Your instructions
Read through the listing, and wherever a line holds the word "PaginatedResponse", return it.

Task input
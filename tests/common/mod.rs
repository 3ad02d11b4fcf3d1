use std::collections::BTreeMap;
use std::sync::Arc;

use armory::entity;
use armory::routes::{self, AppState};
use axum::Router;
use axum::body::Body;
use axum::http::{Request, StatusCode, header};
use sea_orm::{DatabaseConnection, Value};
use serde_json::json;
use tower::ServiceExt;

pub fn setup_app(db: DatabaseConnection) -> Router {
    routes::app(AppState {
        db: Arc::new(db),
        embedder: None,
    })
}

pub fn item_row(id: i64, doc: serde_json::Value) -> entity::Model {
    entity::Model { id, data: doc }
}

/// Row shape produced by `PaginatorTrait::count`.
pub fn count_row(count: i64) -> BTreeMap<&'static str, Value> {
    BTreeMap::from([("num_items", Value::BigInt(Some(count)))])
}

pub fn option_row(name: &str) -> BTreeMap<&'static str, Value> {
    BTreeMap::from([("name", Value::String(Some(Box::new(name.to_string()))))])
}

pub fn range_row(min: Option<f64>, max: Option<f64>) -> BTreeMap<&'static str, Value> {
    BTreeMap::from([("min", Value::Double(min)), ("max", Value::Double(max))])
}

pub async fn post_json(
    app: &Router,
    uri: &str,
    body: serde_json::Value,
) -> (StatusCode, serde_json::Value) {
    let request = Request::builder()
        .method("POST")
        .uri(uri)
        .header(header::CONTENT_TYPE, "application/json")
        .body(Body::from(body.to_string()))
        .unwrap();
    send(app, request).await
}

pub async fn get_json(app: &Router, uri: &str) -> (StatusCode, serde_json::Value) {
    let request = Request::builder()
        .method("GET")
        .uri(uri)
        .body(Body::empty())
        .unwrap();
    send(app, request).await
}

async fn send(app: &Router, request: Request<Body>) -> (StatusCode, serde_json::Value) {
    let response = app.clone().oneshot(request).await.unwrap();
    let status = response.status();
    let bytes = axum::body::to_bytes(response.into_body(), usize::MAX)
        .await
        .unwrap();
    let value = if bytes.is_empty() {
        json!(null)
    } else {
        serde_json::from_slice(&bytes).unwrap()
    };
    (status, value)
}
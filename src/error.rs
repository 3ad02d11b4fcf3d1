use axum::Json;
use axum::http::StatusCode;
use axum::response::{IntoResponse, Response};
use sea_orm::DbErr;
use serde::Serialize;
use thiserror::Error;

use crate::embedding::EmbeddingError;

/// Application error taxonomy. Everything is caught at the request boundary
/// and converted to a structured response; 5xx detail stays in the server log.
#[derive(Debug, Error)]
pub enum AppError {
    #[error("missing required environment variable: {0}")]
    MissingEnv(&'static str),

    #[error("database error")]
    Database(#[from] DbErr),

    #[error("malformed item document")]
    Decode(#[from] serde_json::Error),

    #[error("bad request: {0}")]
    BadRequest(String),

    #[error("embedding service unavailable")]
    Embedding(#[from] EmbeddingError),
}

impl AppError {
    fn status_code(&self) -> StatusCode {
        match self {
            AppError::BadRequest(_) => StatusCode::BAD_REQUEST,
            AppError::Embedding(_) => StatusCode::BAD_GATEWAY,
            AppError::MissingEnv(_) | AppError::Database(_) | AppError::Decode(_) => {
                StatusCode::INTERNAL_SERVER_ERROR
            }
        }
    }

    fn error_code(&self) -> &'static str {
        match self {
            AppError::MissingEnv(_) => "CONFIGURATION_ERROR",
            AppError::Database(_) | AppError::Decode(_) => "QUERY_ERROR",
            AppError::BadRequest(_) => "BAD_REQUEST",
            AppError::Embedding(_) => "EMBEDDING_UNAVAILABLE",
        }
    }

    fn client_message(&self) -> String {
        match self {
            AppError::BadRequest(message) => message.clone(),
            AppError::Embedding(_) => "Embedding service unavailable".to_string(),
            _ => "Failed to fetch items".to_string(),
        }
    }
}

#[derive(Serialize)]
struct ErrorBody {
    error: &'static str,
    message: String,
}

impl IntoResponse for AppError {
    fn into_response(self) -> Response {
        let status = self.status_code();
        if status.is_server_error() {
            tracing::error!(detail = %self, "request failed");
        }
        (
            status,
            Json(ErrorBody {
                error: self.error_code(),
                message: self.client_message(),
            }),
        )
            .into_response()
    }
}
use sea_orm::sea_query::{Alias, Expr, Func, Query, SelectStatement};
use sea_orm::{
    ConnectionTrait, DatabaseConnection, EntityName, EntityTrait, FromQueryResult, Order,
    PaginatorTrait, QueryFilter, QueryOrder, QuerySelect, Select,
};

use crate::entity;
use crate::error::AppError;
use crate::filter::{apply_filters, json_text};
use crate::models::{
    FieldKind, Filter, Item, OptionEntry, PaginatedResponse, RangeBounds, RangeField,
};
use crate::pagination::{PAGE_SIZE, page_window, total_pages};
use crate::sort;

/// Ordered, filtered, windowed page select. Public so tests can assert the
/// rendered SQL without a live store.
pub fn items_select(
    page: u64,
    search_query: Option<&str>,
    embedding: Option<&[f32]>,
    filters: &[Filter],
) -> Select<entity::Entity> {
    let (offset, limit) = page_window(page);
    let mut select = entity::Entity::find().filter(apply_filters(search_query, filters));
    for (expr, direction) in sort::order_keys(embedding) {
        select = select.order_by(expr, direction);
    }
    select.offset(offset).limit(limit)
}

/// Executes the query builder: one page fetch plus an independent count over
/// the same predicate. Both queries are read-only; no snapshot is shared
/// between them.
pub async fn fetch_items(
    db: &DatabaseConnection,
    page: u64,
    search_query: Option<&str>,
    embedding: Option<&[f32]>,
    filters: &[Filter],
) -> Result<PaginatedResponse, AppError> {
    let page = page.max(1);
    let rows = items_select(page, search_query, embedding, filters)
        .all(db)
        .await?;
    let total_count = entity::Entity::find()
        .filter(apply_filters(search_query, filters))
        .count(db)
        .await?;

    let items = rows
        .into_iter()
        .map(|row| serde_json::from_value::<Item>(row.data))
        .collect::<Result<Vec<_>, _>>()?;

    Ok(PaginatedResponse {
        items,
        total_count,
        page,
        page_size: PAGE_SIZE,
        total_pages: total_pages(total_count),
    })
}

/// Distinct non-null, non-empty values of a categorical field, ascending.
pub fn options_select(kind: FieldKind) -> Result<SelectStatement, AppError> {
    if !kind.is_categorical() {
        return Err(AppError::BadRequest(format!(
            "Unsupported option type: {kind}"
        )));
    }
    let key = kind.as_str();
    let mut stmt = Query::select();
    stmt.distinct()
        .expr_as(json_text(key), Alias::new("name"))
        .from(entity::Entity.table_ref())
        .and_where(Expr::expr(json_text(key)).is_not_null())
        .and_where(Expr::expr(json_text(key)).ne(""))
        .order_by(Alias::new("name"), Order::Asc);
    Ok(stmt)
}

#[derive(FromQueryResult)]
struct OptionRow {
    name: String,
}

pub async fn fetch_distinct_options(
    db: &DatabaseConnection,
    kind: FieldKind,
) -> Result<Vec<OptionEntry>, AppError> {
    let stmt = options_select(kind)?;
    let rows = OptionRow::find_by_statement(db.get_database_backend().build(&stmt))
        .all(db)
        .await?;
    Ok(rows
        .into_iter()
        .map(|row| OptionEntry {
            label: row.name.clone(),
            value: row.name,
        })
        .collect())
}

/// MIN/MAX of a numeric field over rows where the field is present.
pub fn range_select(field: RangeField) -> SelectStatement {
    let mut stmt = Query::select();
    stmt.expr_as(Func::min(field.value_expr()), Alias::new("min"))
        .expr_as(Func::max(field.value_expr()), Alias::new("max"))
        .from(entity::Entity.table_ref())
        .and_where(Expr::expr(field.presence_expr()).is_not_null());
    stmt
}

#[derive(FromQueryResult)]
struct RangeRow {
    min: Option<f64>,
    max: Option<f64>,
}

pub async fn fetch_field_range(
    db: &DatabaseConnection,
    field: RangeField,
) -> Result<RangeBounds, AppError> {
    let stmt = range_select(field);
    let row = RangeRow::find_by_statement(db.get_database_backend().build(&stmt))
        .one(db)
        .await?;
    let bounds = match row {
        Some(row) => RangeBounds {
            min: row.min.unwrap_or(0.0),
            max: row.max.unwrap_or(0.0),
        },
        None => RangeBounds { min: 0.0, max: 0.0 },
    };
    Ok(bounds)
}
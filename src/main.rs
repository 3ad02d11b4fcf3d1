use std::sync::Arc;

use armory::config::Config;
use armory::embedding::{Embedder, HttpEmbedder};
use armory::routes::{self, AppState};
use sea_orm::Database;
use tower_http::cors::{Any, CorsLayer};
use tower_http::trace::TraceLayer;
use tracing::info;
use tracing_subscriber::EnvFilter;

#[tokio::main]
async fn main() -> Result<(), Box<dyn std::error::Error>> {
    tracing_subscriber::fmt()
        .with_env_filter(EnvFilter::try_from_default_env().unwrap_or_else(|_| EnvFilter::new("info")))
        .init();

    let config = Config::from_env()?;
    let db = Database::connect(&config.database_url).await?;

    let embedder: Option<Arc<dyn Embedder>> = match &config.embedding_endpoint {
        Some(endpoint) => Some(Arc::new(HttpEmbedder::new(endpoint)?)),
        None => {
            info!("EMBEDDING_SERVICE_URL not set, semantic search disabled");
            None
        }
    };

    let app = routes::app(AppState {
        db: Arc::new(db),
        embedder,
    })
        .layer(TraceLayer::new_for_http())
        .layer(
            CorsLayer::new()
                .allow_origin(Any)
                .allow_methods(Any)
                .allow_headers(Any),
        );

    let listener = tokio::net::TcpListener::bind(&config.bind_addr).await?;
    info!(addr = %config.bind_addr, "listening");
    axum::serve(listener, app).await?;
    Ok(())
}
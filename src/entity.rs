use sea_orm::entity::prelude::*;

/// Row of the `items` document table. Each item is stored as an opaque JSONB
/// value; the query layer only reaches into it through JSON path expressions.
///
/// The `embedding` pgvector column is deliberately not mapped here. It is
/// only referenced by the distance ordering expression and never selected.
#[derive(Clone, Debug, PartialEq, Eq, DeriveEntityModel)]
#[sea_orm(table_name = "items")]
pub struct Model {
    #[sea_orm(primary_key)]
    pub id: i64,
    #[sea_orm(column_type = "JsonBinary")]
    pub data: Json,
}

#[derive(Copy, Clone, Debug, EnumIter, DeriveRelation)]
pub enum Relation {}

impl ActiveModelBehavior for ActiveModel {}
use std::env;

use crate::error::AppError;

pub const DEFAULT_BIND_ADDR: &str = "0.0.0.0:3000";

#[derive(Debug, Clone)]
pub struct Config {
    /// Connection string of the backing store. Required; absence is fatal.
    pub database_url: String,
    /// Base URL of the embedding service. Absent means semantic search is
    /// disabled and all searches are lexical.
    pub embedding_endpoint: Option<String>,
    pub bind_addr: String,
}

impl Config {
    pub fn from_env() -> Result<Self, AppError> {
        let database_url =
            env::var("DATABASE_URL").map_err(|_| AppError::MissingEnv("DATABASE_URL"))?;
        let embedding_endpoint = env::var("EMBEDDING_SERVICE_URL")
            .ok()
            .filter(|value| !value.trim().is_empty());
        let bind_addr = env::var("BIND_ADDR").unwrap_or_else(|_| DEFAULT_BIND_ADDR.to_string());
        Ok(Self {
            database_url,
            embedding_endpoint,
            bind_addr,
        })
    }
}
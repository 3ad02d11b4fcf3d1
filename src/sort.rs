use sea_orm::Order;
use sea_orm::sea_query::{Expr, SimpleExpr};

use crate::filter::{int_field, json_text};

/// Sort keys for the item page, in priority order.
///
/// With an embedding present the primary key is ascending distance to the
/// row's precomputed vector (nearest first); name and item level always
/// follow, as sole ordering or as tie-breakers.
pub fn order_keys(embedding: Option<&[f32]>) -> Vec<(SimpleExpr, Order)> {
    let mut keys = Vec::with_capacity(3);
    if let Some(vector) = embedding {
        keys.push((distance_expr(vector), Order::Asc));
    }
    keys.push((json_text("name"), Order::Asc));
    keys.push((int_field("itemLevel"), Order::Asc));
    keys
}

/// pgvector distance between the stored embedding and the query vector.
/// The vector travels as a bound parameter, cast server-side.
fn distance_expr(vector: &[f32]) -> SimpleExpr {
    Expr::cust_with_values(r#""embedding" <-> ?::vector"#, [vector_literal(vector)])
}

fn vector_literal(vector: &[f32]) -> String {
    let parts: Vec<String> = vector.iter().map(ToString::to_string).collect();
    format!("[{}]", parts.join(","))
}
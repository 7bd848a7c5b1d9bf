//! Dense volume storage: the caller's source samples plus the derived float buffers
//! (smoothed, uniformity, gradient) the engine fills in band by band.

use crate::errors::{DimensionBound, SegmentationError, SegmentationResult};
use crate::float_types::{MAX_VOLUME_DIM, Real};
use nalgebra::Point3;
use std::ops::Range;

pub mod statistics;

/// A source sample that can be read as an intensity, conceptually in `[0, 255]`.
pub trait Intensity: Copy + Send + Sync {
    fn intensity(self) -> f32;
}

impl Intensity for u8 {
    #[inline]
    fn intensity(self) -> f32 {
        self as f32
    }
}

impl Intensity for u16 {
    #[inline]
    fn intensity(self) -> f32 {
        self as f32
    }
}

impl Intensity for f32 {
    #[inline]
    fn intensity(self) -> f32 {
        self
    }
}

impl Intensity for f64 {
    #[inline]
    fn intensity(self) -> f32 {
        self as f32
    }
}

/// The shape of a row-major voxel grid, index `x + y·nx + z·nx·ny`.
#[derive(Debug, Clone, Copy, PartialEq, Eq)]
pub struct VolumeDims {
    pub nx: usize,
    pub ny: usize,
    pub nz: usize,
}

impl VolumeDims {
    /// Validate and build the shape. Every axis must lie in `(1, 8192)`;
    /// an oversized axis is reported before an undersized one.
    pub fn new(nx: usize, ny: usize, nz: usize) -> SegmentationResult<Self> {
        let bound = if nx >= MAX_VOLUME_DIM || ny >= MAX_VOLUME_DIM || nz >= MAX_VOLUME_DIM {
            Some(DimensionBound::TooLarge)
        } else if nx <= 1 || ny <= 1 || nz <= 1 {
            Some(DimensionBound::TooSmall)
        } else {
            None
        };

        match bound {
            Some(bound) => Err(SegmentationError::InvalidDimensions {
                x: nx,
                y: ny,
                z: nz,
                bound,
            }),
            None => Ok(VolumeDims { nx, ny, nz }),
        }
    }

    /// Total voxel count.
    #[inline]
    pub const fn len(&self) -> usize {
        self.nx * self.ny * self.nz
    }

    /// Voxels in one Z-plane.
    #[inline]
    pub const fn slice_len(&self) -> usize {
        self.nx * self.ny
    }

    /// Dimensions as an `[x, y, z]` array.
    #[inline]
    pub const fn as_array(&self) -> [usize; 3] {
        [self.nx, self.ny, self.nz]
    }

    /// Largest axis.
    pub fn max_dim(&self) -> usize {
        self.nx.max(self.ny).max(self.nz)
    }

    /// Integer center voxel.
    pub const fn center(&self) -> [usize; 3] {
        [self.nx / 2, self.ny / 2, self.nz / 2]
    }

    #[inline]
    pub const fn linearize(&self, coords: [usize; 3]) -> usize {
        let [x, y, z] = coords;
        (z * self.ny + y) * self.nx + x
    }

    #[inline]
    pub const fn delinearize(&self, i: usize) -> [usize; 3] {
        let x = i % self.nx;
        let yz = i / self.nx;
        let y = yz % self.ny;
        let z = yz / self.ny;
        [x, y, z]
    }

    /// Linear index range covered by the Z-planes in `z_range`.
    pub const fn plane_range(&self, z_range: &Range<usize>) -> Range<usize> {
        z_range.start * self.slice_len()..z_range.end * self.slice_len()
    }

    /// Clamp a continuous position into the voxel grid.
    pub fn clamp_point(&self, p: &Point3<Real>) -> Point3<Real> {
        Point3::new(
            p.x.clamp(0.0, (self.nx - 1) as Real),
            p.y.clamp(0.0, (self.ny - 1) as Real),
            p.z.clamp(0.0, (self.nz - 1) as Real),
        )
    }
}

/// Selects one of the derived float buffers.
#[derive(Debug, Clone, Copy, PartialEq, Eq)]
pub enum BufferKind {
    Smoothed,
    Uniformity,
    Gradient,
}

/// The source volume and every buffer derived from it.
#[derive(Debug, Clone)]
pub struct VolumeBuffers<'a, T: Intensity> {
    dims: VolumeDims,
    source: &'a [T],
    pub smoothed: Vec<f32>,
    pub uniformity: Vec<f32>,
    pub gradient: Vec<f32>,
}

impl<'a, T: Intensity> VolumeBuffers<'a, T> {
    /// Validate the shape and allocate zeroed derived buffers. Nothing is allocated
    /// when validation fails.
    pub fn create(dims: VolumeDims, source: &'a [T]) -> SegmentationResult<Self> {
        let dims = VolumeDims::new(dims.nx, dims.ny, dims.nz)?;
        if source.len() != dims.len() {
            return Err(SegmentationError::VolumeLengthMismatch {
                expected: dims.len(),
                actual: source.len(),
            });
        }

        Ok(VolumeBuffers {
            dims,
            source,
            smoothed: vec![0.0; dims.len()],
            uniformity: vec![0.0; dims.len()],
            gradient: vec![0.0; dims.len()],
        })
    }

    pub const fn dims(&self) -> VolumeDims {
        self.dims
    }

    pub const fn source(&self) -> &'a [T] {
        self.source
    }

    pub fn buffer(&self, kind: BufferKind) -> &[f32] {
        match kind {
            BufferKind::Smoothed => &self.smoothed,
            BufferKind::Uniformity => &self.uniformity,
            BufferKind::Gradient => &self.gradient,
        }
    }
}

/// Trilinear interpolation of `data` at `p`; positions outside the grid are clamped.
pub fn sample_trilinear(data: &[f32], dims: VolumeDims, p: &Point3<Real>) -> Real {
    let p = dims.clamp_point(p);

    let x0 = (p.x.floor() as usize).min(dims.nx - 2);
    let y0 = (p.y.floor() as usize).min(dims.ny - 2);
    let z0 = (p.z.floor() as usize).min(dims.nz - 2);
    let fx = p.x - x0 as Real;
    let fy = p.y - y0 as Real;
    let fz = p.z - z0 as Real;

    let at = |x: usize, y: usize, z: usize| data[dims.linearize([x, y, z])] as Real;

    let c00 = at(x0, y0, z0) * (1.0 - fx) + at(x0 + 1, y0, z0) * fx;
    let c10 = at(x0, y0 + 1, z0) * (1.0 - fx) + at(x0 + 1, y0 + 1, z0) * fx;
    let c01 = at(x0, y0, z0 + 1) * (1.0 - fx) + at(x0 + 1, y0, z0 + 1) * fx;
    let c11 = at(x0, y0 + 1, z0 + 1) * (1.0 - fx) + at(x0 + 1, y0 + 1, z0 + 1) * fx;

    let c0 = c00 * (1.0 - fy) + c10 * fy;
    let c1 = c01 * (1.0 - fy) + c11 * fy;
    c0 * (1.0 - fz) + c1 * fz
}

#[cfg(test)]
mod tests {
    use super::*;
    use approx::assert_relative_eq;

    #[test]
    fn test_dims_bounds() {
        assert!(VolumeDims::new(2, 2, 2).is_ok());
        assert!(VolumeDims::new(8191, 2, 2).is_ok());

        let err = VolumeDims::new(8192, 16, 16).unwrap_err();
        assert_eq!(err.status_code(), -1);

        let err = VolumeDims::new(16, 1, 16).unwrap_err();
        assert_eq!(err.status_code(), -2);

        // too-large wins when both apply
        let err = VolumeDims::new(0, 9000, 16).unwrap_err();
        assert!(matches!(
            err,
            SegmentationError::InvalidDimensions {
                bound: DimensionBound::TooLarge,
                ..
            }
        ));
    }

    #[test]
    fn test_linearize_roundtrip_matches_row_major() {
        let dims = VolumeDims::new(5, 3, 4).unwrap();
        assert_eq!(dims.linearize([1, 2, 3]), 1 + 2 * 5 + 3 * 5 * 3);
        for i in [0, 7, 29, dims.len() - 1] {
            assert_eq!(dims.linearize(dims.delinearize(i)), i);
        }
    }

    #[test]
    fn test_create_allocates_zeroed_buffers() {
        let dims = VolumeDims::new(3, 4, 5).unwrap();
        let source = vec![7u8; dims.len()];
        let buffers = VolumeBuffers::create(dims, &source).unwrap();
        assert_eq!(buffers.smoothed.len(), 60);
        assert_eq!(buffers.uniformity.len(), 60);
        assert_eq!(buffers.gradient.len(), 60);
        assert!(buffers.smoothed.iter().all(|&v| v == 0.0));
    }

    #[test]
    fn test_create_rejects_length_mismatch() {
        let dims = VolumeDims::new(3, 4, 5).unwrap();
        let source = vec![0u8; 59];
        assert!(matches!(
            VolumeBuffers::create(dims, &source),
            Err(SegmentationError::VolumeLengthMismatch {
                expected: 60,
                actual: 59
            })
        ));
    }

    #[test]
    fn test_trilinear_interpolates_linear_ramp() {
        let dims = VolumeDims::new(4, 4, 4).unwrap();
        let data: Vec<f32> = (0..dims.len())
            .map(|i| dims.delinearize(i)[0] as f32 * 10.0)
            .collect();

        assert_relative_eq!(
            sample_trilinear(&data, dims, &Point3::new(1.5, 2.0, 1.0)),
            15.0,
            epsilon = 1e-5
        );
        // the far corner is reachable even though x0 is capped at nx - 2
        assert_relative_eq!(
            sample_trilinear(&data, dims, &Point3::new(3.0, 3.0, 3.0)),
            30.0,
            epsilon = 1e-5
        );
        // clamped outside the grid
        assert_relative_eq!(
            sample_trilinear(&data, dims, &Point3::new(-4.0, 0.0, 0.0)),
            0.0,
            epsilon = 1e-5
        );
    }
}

Task response
    FieldKind, Filter, Item, OptionEntry, PaginatedResponse, RangeBounds, RangeField,
) -> Result<PaginatedResponse, AppError> {
    Ok(PaginatedResponse {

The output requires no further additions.